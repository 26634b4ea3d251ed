//! Exponential backoff for polling loops

use std::time::Duration;

/// Exponential backoff with jitter between poll attempts
#[derive(Debug, Clone)]
pub struct ExponentialBackoff {
    /// Delay returned by the next call
    current: Duration,
    /// Maximum delay
    max: Duration,
    /// Multiplier
    multiplier: f64,
    /// Jitter factor (0.0 to 1.0)
    jitter: f64,
}

impl ExponentialBackoff {
    pub fn new(initial: Duration, max: Duration, multiplier: f64, jitter: f64) -> Self {
        Self {
            current: initial,
            max,
            multiplier,
            jitter: jitter.clamp(0.0, 1.0),
        }
    }

    /// Backoff used by readiness probes: 50ms doubling up to 500ms
    pub fn probe() -> Self {
        Self::new(Duration::from_millis(50), Duration::from_millis(500), 2.0, 0.1)
    }

    /// Backoff used while waiting for a tunnel URL: 100ms doubling up to 1s
    pub fn tunnel_poll() -> Self {
        Self::new(Duration::from_millis(100), Duration::from_secs(1), 2.0, 0.2)
    }

    /// Get the next delay and advance the backoff
    pub fn next_delay(&mut self) -> Duration {
        let delay = self.current;

        let next = Duration::from_secs_f64(self.current.as_secs_f64() * self.multiplier);
        self.current = std::cmp::min(next, self.max);

        let jitter_amount = delay.as_secs_f64() * self.jitter * rand::random::<f64>();
        delay + Duration::from_secs_f64(jitter_amount)
    }

    /// Next delay, but never past `remaining`
    pub fn next_delay_within(&mut self, remaining: Duration) -> Duration {
        std::cmp::min(self.next_delay(), remaining)
    }
}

▸ Your assignment
Your reply should consist of one number: how many lines in the entries contain the string "Duration".

▸ Answer for this exercise
10